Quali le sue qualità, umane e artistiche che le hanno consentito, nonostante la sua nota allergia a qualsiasi compromesso, di emergere e ad arrivare al successo in un mondo, che come si sa, è oltremodo complesso e con dinamiche abbastanza oscure, come quello del cinema oggi?
«Ho un carattere molto difficile e sono consapevole di aver scelto una strada complicata perché emergere nel mondo del cinema è un’incognita piena di variabili. Non escludo che potrei non arrivare mai al vero successo e che la mia potrebbe essere una parabola destinata ad esaurirsi. La sola cosa che posso dire è che cerco di pormi in modo onesto e professionale e che nonostante non sia mai scesa a compromessi cerco di ascoltare le persone che ho intorno».
A suo avviso il cinema deve essere arte e/o anche mercato?
«Penso che il cinema sia una forma di comunicazione, più che una forma d’arte. Il fatto che io adori Malick o Kubrick non mi impedisce di apprezzare anche commedie frivole o saghe di supereroi. Nel cinema ogni genere ha il diritto di esistere».
Al Dio Sconosciuto Poster 3













Quale il futuro e quale il ruolo che potranno giocare il cinema e le arti visive in generale, in un tempo di grandi mutamenti epocali, come questo che stiamo vivendo?

«Credo che quanto stiamo vivendo ci cambierà irrimediabilmente e che siamo tuttora in un momento storico in cui è impossibile anche solo ipotizzare cosa potrà accadere tra un mese. È strano: questa pandemia ha come amplificato tanti aspetti sociali che partono da lontano. Basta pensare come i cellulari e i social network abbiano già da anni distanziato le persone, spesso mettendole le une contro le altre.
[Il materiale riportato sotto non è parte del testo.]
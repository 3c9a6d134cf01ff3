//! 核心层：错误类型、共享会话状态与状态补丁

pub mod error;
pub mod state;

pub use error::AgentError;
pub use state::{
    ConversationState, PatchOp, StatePatch, GLOBAL_CHANNEL, MEMORY_AGENT_SPEAKER,
    NO_MERCHANT_PROFILE,
};
pub mod executor;
pub mod function;
pub mod knowledge;
pub mod registry;
pub mod schema;

pub use executor::ToolExecutor;
pub use function::FnTool;
pub use knowledge::{GuidelinesTool, LiveIndexTool, PastResolutionsTool};
pub use registry::{Tool, ToolRegistry, ToolSpec};
pub use schema::{decision_instructions, decision_schema_json};
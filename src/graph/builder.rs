//! 由 AgentConfig 树构建 AgentGraph
//!
//! 每个 Topic 子图：记忆 Agent(decide -> fetch -> flush) -> Planner <-> 执行 Agent；
//! 顶层：Orchestrator -> 各子图入口，Planner 可交还给 Orchestrator。
//! 通道名必须全局唯一且不能占用全局通道名，违反即配置错误。

use std::collections::{BTreeMap, BTreeSet, HashSet};
use std::sync::Arc;

use crate::agents::{
    AgentConfig, AgentKind, ExecutorAgent, MemoryAgent, MemoryStage, OrchestratorAgent,
    PlannerAgent,
};
use crate::core::{AgentError, GLOBAL_CHANNEL};
use crate::graph::{AgentGraph, AgentNode, NodeId};

pub struct GraphBuilder {
    tool_timeout_secs: u64,
    max_tool_rounds: usize,
    nodes: BTreeMap<NodeId, AgentNode>,
    edges: BTreeMap<NodeId, BTreeSet<NodeId>>,
    subgraphs: BTreeMap<String, NodeId>,
    channels: Vec<String>,
    seen_channels: HashSet<String>,
}

impl Default for GraphBuilder {
    fn default() -> Self {
        Self::new()
    }
}

impl GraphBuilder {
    pub fn new() -> Self {
        Self {
            tool_timeout_secs: 30,
            max_tool_rounds: 6,
            nodes: BTreeMap::new(),
            edges: BTreeMap::new(),
            subgraphs: BTreeMap::new(),
            channels: Vec::new(),
            seen_channels: HashSet::new(),
        }
    }

    pub fn tool_timeout(mut self, secs: u64) -> Self {
        self.tool_timeout_secs = secs;
        self
    }

    pub fn max_tool_rounds(mut self, rounds: usize) -> Self {
        self.max_tool_rounds = rounds;
        self
    }

    /// 完整图：入口为 orchestrator
    pub fn build(mut self, root: &AgentConfig) -> Result<AgentGraph, AgentError> {
        if root.kind != AgentKind::Orchestrator {
            return Err(AgentError::ConfigError(format!(
                "{} is not an orchestrator",
                root.name
            )));
        }
        if root.routes.is_empty() {
            return Err(AgentError::ConfigError("orchestrator has no routes".into()));
        }

        for route in &root.routes {
            if route.orchestrator.as_deref() != Some(root.name.as_str()) {
                return Err(AgentError::ConfigError(format!(
                    "{} is missing its orchestrator back-reference",
                    route.name
                )));
            }
            let memory_entry = self.add_topic(route, Some(root.name.clone()))?;
            self.edge(&root.name, &memory_entry);
            self.edge(&route.name, &root.name);
        }
        self.insert(
            root.name.clone(),
            AgentNode::Orchestrator(OrchestratorAgent::new(root.clone())),
        )?;
        Ok(self.finish(root.name.clone()))
    }

    /// 单个 Topic、无 orchestrator：入口为该 Topic 的记忆 Agent，Planner 不能交还
    pub fn build_standalone(mut self, planner: &AgentConfig) -> Result<AgentGraph, AgentError> {
        let entry = self.add_topic(planner, None)?;
        Ok(self.finish(entry))
    }

    fn add_topic(
        &mut self,
        planner: &AgentConfig,
        orchestrator: Option<String>,
    ) -> Result<NodeId, AgentError> {
        if planner.kind != AgentKind::Planner {
            return Err(AgentError::ConfigError(format!("{} is not a planner", planner.name)));
        }
        let memory_cfg = planner.memory.as_deref().ok_or_else(|| {
            AgentError::ConfigError(format!("{} has no memory agent", planner.name))
        })?;
        if planner.co_workers.is_empty() {
            return Err(AgentError::ConfigError(format!("{} has no co-workers", planner.name)));
        }

        for worker in &planner.co_workers {
            self.claim_channel(&worker.channel)?;
            self.insert(
                worker.name.clone(),
                AgentNode::Executor(ExecutorAgent::new(
                    worker.clone(),
                    self.tool_timeout_secs,
                    self.max_tool_rounds,
                )),
            )?;
            self.edge(&planner.name, &worker.name);
            self.edge(&worker.name, &planner.name);
        }

        self.claim_channel(&memory_cfg.channel)?;
        let memory = Arc::new(MemoryAgent::new(memory_cfg.clone(), self.tool_timeout_secs));
        let decide = memory.stage_node(MemoryStage::Decide);
        let fetch = memory.stage_node(MemoryStage::Fetch);
        let flush = memory.stage_node(MemoryStage::Flush);
        for stage in [MemoryStage::Decide, MemoryStage::Fetch, MemoryStage::Flush] {
            self.insert(
                memory.stage_node(stage),
                AgentNode::Memory {
                    agent: memory.clone(),
                    stage,
                },
            )?;
        }
        self.edge(&decide, &fetch);
        self.edge(&decide, &flush);
        self.edge(&fetch, &flush);
        self.edge(&flush, &planner.name);

        self.insert(
            planner.name.clone(),
            AgentNode::Planner(PlannerAgent::new(planner.clone(), orchestrator)),
        )?;
        self.subgraphs.insert(planner.topic.clone(), decide.clone());
        Ok(decide)
    }

    fn claim_channel(&mut self, channel: &str) -> Result<(), AgentError> {
        if channel == GLOBAL_CHANNEL || !self.seen_channels.insert(channel.to_string()) {
            return Err(AgentError::DuplicateChannel(channel.to_string()));
        }
        self.channels.push(channel.to_string());
        Ok(())
    }

    fn insert(&mut self, id: NodeId, node: AgentNode) -> Result<(), AgentError> {
        if self.nodes.contains_key(&id) {
            return Err(AgentError::ConfigError(format!("duplicate node {}", id)));
        }
        self.nodes.insert(id, node);
        Ok(())
    }

    fn edge(&mut self, from: &str, to: &str) {
        self.edges
            .entry(from.to_string())
            .or_default()
            .insert(to.to_string());
    }

    fn finish(self, entry: NodeId) -> AgentGraph {
        tracing::info!(
            entry = %entry,
            nodes = self.nodes.len(),
            channels = self.channels.len(),
            "agent graph built"
        );
        AgentGraph {
            nodes: self.nodes,
            edges: self.edges,
            subgraphs: self.subgraphs,
            entry,
            channels: self.channels,
        }
    }
}
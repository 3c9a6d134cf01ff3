//! LLM 层：客户端抽象与实现（OpenAI 兼容 / DeepSeek / Mock），以及基于其上的决策 Oracle

pub mod deepseek;
pub mod mock;
pub mod openai;
pub mod oracle;
pub mod traits;

use std::sync::Arc;

pub use deepseek::{create_deepseek_client, DEEPSEEK_CHAT, DEEPSEEK_REASONER};
pub use mock::{MockLlmClient, MockOracle, ScriptedOracle};
pub use openai::{OpenAiClient, TokenUsage};
pub use oracle::{
    decide_checked, parse_decision, Decision, DecisionOracle, DecisionRequest, DecisionShape,
    LlmOracle,
};
pub use traits::LlmClient;

use crate::config::AppConfig;

/// 根据配置与环境变量选择 Oracle 后端（DeepSeek / OpenAI 兼容 / Mock）
pub fn create_oracle_from_config(cfg: &AppConfig) -> Arc<dyn DecisionOracle> {
    let provider = cfg.llm.provider.to_lowercase();
    if provider == "mock" {
        tracing::info!("Using Mock oracle");
        return Arc::new(MockOracle);
    }

    // 有 DeepSeek Key 或（配置为 deepseek 且仅有 OpenAI Key 时也走 DeepSeek 兼容端点）
    let use_deepseek = std::env::var("DEEPSEEK_API_KEY").is_ok()
        || (provider == "deepseek" && std::env::var("OPENAI_API_KEY").is_ok());
    let use_openai = std::env::var("OPENAI_API_KEY").is_ok() && provider != "deepseek";

    let llm: Arc<dyn LlmClient> = if use_deepseek {
        let model = cfg.llm.model.clone().unwrap_or_else(|| DEEPSEEK_CHAT.to_string());
        tracing::info!("Using DeepSeek LLM ({})", model);
        Arc::new(create_deepseek_client(Some(&model)))
    } else if use_openai {
        let model = cfg.llm.model.clone().unwrap_or_else(|| "gpt-4o-mini".to_string());
        tracing::info!("Using OpenAI LLM ({})", model);
        Arc::new(OpenAiClient::new(
            cfg.llm.base_url.as_deref(),
            &model,
            std::env::var("OPENAI_API_KEY").ok().as_deref(),
        ))
    } else {
        tracing::warn!("No API key set or provider unknown, using Mock oracle");
        return Arc::new(MockOracle);
    };
    Arc::new(LlmOracle::new(llm).with_timeout(cfg.llm.timeouts.request))
}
È come se la solitudine fosse da tempo una conquista ambita da molti: cenare in una saletta riservata, garantirsi un volo privato, arredarsi una sala cinema in casa e guardare un film attraverso una piattaforma televisiva anziché andare al cinema. Temo questa direzione».
Dopo I Am Bansky, la sua recentissima fatica, To A God Unknown - Al Dio Sconosciuto, sta riscuotendo, come per il precedente lavoro, tantissimo successo e prestigiosi riconoscimenti ufficiali. Pure il tema di questo suo corto non è certo di facile comprensione, in qualche modo enigmatico, legato com’è a una visione del sacro che guarda al ritorno alle origini, agli elementi primordiali. Una visione e sensibilità elitarie molto lontane dall’attuale cultura di massa. Come si spiega allora questo interesse che circonda la sua nuova opera. Non sarà davvero che l’arte anticipa nei suoi artisti più ispirati e visionari il mondo che verrà, suscitandone la percezione a livello di inconscio collettivo?
«Quello che sta accadendo intorno a “To A God Unknown” è incredibile. Abbiamo superato i 60 premi in tutto il mondo e da quasi un anno ricevo messaggi da persone che mi scrivono cosa ha suscitato in loro la visione del cortometraggio. Spesso si tratta di confidenze talmente private che mi lasciano senza parole. È il mio lavoro più intimo e personale, eppure al tempo stesso è quello più universale. Ringrazio immensamente per queste sue considerazioni, la sola cosa che posso dire è che se mi pongo la domanda: cosa vuoi che susciti nello spettatore “To A God Unknown” non mi dico “vorrei che fosse capito”, ma “vorrei che la gente capisse sé stessa tramite alcuni passaggi del corto».
A questo punto, mi sembra d’obbligo chiedere: quali i sogni e i desideri di Samantha Casella per il futuro, e quale il suo augurio all'umanità?
«Può sembrare strano ma non ho sogni che riguardano il cinema. Sogno una casa sulle colline vicino a un bosco con tanti animali, insieme alla persona che amo. Sogno di avere i miei genitori vicini. All’umanità auguro di essere sempre in pace con la propria coscienza, perché penso che ognuno di noi sappia sempre cosa è bene e cosa non lo è».
*Mentre andavamo in stampa To A God Unknown ha vinto il suo 71° premio.